* Supplied data

use std::collections::HashMap;
use std::sync::{Arc, Mutex};

use keyring::Entry;
use tracing::debug;

use super::{SessionStorage, StorageError};

const SERVICE_NAME: &str = "sessionguard";

/// Session storage backed by the OS keychain.
///
/// Each key becomes its own keychain entry under a shared service name, so
/// the token never touches the filesystem in plain text. Entries are opened
/// once per key and reused for the life of the storage.
#[derive(Debug)]
pub struct KeyringStorage {
    service: String,
    entries: Mutex<HashMap<String, Arc<Entry>>>,
}

impl KeyringStorage {
    pub fn new() -> Self {
        Self::with_service(SERVICE_NAME)
    }

    /// Use a custom service name (one per profile or environment)
    pub fn with_service(service: impl Into<String>) -> Self {
        Self {
            service: service.into(),
            entries: Mutex::new(HashMap::new()),
        }
    }

    fn entry(&self, key: &str) -> Result<Arc<Entry>, StorageError> {
        let mut entries = self.entries.lock().map_err(|_| StorageError::Poisoned)?;
        if let Some(entry) = entries.get(key) {
            return Ok(Arc::clone(entry));
        }
        let entry = Arc::new(Entry::new(&self.service, key)?);
        entries.insert(key.to_string(), Arc::clone(&entry));
        Ok(entry)
    }
}

impl Default for KeyringStorage {
    fn default() -> Self {
        Self::new()
    }
}

impl SessionStorage for KeyringStorage {
    fn get(&self, key: &str) -> Result<Option<String>, StorageError> {
        match self.entry(key)?.get_password() {
            Ok(value) => Ok(Some(value)),
            Err(keyring::Error::NoEntry) => Ok(None),
            Err(e) => Err(e.into()),
        }
    }

    fn set(&self, key: &str, value: &str) -> Result<(), StorageError> {
        self.entry(key)?.set_password(value)?;
        debug!(service = %self.service, key = key, "Stored keychain entry");
        Ok(())
    }

    fn remove(&self, key: &str) -> Result<(), StorageError> {
        match self.entry(key)?.delete_credential() {
            Ok(()) | Err(keyring::Error::NoEntry) => Ok(()),
            Err(e) => Err(e.into()),
        }
    }
}

#[cfg(test)]
mod tests {
    use super::*;

    // Tests run against keyring's in-memory mock so they never touch the
    // developer's real keychain.
    fn use_mock_keychain() {
        keyring::set_default_credential_builder(keyring::mock::default_credential_builder());
    }

    #[test]
    fn test_keyring_missing_entry_is_none() {
        use_mock_keychain();
        let storage = KeyringStorage::with_service("sessionguard-test-missing");
        assert_eq!(storage.get("never-written").unwrap(), None);
    }

    #[test]
    fn test_keyring_remove_missing_entry_is_ok() {
        use_mock_keychain();
        let storage = KeyringStorage::with_service("sessionguard-test-missing");
        assert!(storage.remove("never-written").is_ok());
    }

    #[test]
    fn test_keyring_set_get_remove() {
        use_mock_keychain();
        let storage = KeyringStorage::with_service("sessionguard-test-roundtrip");

        storage.set("token", "abc").unwrap();
        assert_eq!(storage.get("token").unwrap().as_deref(), Some("abc"));

        storage.set("token", "def").unwrap();
        assert_eq!(storage.get("token").unwrap().as_deref(), Some("def"));

        storage.remove("token").unwrap();
        assert_eq!(storage.get("token").unwrap(), None);
    }

    #[test]
    fn test_keyring_backs_session_guard() {
        use crate::navigation::RecordingNavigator;
        use crate::session::SessionGuard;

        use_mock_keychain();
        let storage = Arc::new(KeyringStorage::with_service("sessionguard-test-guard"));
        let guard = SessionGuard::new(storage.clone(), Arc::new(RecordingNavigator::new()));

        storage.set("token", "abc").unwrap();
        assert!(guard.is_authenticated());

        guard.logout();
        assert!(!guard.is_authenticated());
    }
}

* Required work
Go through the material above, and wherever a line contains the string "token", return it.

* Answer to the problem
/// the token never touches the filesystem in plain text. Entries are opened
        storage.set("token", "abc").unwrap();
        assert_eq!(storage.get("token").unwrap().as_deref(), Some("abc"));
        storage.set("token", "def").unwrap();
        assert_eq!(storage.get("token").unwrap().as_deref(), Some("def"));
        storage.remove("token").unwrap();
        assert_eq!(storage.get("token").unwrap(), None);
        storage.set("token", "abc").unwrap();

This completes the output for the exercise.